Juan Fabila Muñoz fue el único de los mexicanos que fueron a Japón en los juegos de 1964, ganó medalla de bronce, la que por cierto es considerada como la más ninguneada o menospreciada pues en la arena donde la conquistó no había mexicanos presentes y el reconocimiento general era del público que abarrotaba el lugar.
Había vencido de forma contundente al ruso Griyorev, quien había sido campeón olímpico con medalla de oro en los juegos anteriores, considerado como gran favorito para repetir. Fabila buscó a sus compatriotas para celebrar y no había ninguno. Entró a su vestidor se cambió y caminando siguió a la Villa Olímpica.
Al abrir la puerta se encontró que sus compañeros jugaban a las cartas y nadie lo festejó, a pesar de que él les decía lleno de alegría hemos ganado la medalla de bronce. Triste y desilusionado se fue a dormir, al día siguiente perdió la siguiente pelea cuando buscaba la medalla de plata, mas la de bronce ya era de él.

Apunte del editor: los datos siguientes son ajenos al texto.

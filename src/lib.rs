// Analytics core for the employee performance KPI dashboard.
//
// The pipeline runs generator → metrics → filter → aggregate → report. The
// generated table is cached per parameter set; everything downstream builds
// fresh views from it and never mutates it.
pub mod aggregate;
pub mod config;
pub mod error;
pub mod filter;
pub mod generator;
pub mod metrics;
pub mod output;
pub mod report;
pub mod telemetry;
pub mod types;
pub mod util;

pub use aggregate::GroupKey;
pub use config::ScoringConfig;
pub use error::DashboardError;
pub use filter::{FilterSet, ScoreRange, Selection};
pub use generator::{dataset, generate, GeneratorParams};
pub use report::DashboardView;
pub use types::{Dataset, Department, Employee, Metric, PerformanceBand, Project, Role};

/// Install logging and check the scoring constants. Call once before any
/// dataset is generated; a malformed weight vector or band table stops here.
pub fn startup(log_level: &str) -> Result<(), DashboardError> {
    telemetry::init(log_level)?;
    ScoringConfig::standard().validate()?;
    tracing::debug!("scoring configuration validated");
    Ok(())
}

Juan Fabila, hijo de un ex boxeador amateur que siempre fue amante del boxeo, fue desde muy pequeño muy peleonero, a los cuatro años de edad ya andaba dándose de moquetes con los niños de su barrio, y así fue creciendo creando fama de pendenciero, y cuando cumplió nueve años de edad quiso cambiar pero ya era tarde, los retos y las provocaciones seguían en su contra.

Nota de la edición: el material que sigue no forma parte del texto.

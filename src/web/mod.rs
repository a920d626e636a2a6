//! Host framework integration surface.
//!
//! This module is the boundary between a web host and the plugins. It
//! contains no framework-specific code:
//! - [`RequestAdapter`] is an owned snapshot of one routed request
//! - the extraction traits describe what the plugins read from a request
//! - [`Component`] is the lifecycle every plugin implements
//! - [`RequestCycle`] drives one request through the lifecycle in host order
//!
//! # Integration Model
//!
//! A host integration should:
//! 1. Build a `RequestAdapter` from its native request (or implement the
//!    extraction traits on it directly)
//! 2. Run the components' `initialize`, then `startup`
//! 3. Dispatch the controller action
//! 4. Run `before_render` with a [`ResponseSink`](crate::ResponseSink)
//!
//! # Example Flow
//!
//! ```
//! use json_api_plugins::web::{RequestAdapter, RequestCycle};
//! use json_api_plugins::{BufferedResponse, HttpMethod};
//!
//! let mut request = RequestAdapter::new("tasks", "view");
//! request.set_extension(Some("json".to_string()));
//! request.set_method(HttpMethod::Get);
//! request.add_named_param("id", 3);
//!
//! let sink = BufferedResponse::new();
//! let mut cycle = RequestCycle::default();
//! cycle
//!     .run(&mut request, &sink, |ctx| {
//!         let id = ctx.data.get("id").cloned();
//!         ctx.response.set("task", serde_json::json!({ "id": id }));
//!         ctx.response.set_method_success(true, None);
//!         Ok(())
//!     })
//!     .unwrap();
//!
//! assert_eq!(sink.status().as_deref(), Some("HTTP/1.1 200 Ok"));
//! ```

mod adapter;
mod extract;
mod middleware;
mod request_data;

pub use adapter::RequestAdapter;
pub use extract::{DetectMethod, ExtractMetadata, ExtractPaging, ExtractParams};
pub use middleware::{ActionContext, Component, RequestCycle};
pub use request_data::{MergedParameters, RequestDataMerger};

Su padre, que trabajaba de carnicero, tuvo que llevarlo al gimnasio, donde Juanito aprendió las técnicas del boxeo, siendo un muchacho flaco y desgarbado, engañaba a los rivales con su rapidez de piernas y su fuerte jab de izquierda.
Para asistir a los Juegos Olímpicos de Roma tuvo que entrar a una eliminatoria donde figuraba Manuel 'Pulgarcito' Ramos, al que le ganó para ir a Tokio conquistando su derecho y después la medalla de bronce tan menospreciada que ganó México en unos Juegos Olímpicos.